Deux livres ont été consacrés à cet ignoble assassinat, l’un écrit par Ait Ahmed et l’autre par Michel Naudy, un immense journaliste d’investigation.
Les deux livres évoquent un ordre de mission de la Sécurité militaire algérienne qui aurait été trouvé dans le domicile d’Amelou Abdelmalek lors d’une perquisition menée par la police française.
Malgré un important faisceau d’indices graves et concordants, le gouvernement français le réexpédie à Alger au lieu de le remettre à la justice. Depuis, ce petit voyou mène une vie de pacha en Algérie. Tout se passe comme si le pouvoir algérien était assuré de la complicité de l’État français et de sa complaisance pour oser commettre un crime barbare au cœur de Paris.
ALI Mecili savait qu’il allait être assassiné
Ali Mecili faisait partie des rares personnes qui s’opposaient haut et fort contre l’État policier algérien à cette époque. Se sachant menacé, il a écrit ces lignes : « J’aurais pu mourir hier sous les balles des soldats de la colonisation, je meurs aujourd’hui sous des balles algériennes dans un pays que l’ironie de l’histoire a voulu que je connaisse après l’avoir combattu les armes à la main.
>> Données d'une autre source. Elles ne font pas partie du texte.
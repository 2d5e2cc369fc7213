// ============================================================================
// Pagination Engine
// ============================================================================
//
// Pure page-window arithmetic. Positive pages count from the front of the
// result set, negative pages count from its end:
//
//   N = 10, S = 3          [0 1 2 | 3 4 5 | 6 7 8 | 9]
//   page  1 -> skip 0, limit 3
//   page -1 -> skip 7, limit 3
//   page -4 -> skip 0, limit 1   (short leading page of the reversed walk)
//
// ============================================================================

use crate::core::{ManipError, Result};

/// Slice of a result set to fetch.
#[derive(Debug, Clone, Copy, PartialEq, Eq)]
pub enum Window {
    /// Unpaginated, fetch everything.
    All,
    Range { skip: usize, limit: usize },
    /// The requested page lies outside the result set; do not query.
    Empty,
}

/// Whether computing the window for this request needs the total count.
pub fn requires_total(page: i64, page_size: i64) -> bool {
    page < 0 && page_size > 0
}

/// Computes the window for `page` of `page_size` over `total` results.
///
/// `total` is only read for reverse pages, see [`requires_total`].
pub fn compute_window(total: usize, page: i64, page_size: i64) -> Result<Window> {
    if page == 0 || (page < 0 && page_size <= 0) {
        return Ok(Window::All);
    }

    if page_size <= 0 {
        return Err(ManipError::CannotBuildQuery(format!(
            "invalid pagination: page {} requires a positive page size, got {}",
            page, page_size
        )));
    }

    let size = page_size as i128;

    if page > 0 {
        // A skip past usize::MAX is past any result set.
        let Ok(skip) = usize::try_from((page as i128 - 1) * size) else {
            return Ok(Window::Empty);
        };
        return Ok(Window::Range {
            skip,
            limit: to_usize(size)?,
        });
    }

    let n = total as i128;
    let page = -(page as i128);
    let skip = n - page * size;

    if skip >= 0 {
        return Ok(Window::Range {
            skip: to_usize(skip)?,
            limit: to_usize(size)?,
        });
    }

    let balance = n % size;
    let mut max_page = n / size;
    if balance != 0 {
        max_page += 1;
    }

    if page > max_page || balance == 0 {
        return Ok(Window::Empty);
    }

    Ok(Window::Range {
        skip: 0,
        limit: to_usize(balance)?,
    })
}

fn to_usize(value: i128) -> Result<usize> {
    usize::try_from(value).map_err(|_| {
        ManipError::CannotBuildQuery(format!("pagination window out of range: {}", value))
    })
}

#[cfg(test)]
mod tests {
    use super::*;

    fn range(skip: usize, limit: usize) -> Window {
        Window::Range { skip, limit }
    }

    #[test]
    fn test_forward_pages() {
        assert_eq!(compute_window(10, 1, 3).unwrap(), range(0, 3));
        assert_eq!(compute_window(10, 2, 3).unwrap(), range(3, 3));
        assert_eq!(compute_window(10, 4, 3).unwrap(), range(9, 3));
    }

    #[test]
    fn test_forward_page_beyond_addressable_range() {
        assert_eq!(compute_window(10, i64::MAX, 10).unwrap(), Window::Empty);
        assert_eq!(compute_window(0, i64::MAX, i64::MAX).unwrap(), Window::Empty);
    }

    #[test]
    fn test_reverse_pages() {
        assert_eq!(compute_window(10, -1, 3).unwrap(), range(7, 3));
        assert_eq!(compute_window(10, -3, 3).unwrap(), range(1, 3));
        assert_eq!(compute_window(10, -4, 3).unwrap(), range(0, 1));
        assert_eq!(compute_window(10, -5, 3).unwrap(), Window::Empty);
    }

    #[test]
    fn test_reverse_exact_multiple() {
        assert_eq!(compute_window(9, -3, 3).unwrap(), range(0, 3));
        assert_eq!(compute_window(9, -4, 3).unwrap(), Window::Empty);
    }

    #[test]
    fn test_reverse_on_empty_set() {
        assert_eq!(compute_window(0, -1, 5).unwrap(), Window::Empty);
    }

    #[test]
    fn test_unpaginated() {
        assert_eq!(compute_window(0, 0, 0).unwrap(), Window::All);
        assert_eq!(compute_window(100, 0, 10).unwrap(), Window::All);
        assert_eq!(compute_window(100, -2, 0).unwrap(), Window::All);
        assert_eq!(compute_window(100, -2, -1).unwrap(), Window::All);
    }

    #[test]
    fn test_zero_page_size_is_guarded() {
        assert!(matches!(
            compute_window(10, 1, 0),
            Err(ManipError::CannotBuildQuery(_))
        ));
        assert!(matches!(
            compute_window(10, 3, -5),
            Err(ManipError::CannotBuildQuery(_))
        ));
    }

    #[test]
    fn test_requires_total() {
        assert!(requires_total(-1, 10));
        assert!(!requires_total(1, 10));
        assert!(!requires_total(-1, 0));
        assert!(!requires_total(0, 10));
    }
}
Je meurs sous des balles algériennes pour avoir aimé l’Algérie. » Repose en paix camarade, ton combat a montré la voie à des millions d’Algériennes et Algériens.
Présentation par les éditions La Découverte du livre de Hocine Aït Ahmed
L’affaire Mécili

Le 7 avril 1987, Ali Mécili, avocat au barreau de Paris, figure marquante de l’opposition démocratique au régime d’Alger, était assassiné devant son domicile parisien. Deux mois plus tard, la police française arrêtait le tueur, un petit truand algérien aux ordres de la Sécurité militaire, les services secrets de l’armée algérienne. Mais au lieu d’être remis à la justice, il était… réexpédié à Alger. Et, depuis vingt ans, ce crime qui déshonore la Ve République est resté impuni. D’où l’importance de ce livre, publié pour la première fois en 1989, pour comprendre la vraie nature du régime algérien et les réseaux secrets de la » Françalgérie « .
Grande figure de la lutte d’indépendance algérienne et opposant historique au régime militaire qui contrôle l’Algérie, Hocine Aït-Ahmed y retrace en détail les circonstances du meurtre de son ami de toujours, ainsi que l’attitude scandaleuse de la police et de la justice françaises. Mais aussi, à travers l’évocation du parcours exemplaire d’Ali Mécili, la lutte d’opposants courageux contre un » pouvoir de l’ombre » qui a confisqué dès 1962 la lutte de libération du peuple algérien. Et, dans une postface inédite, il évoque le » bain de sang » dans lequel ce pouvoir a plongé son pays à partir de 1992, et l’incroyable omerta qui continue depuis à recouvrir, en France comme ailleurs, les crimes contre l’humanité d’une junte de généraux corrompus.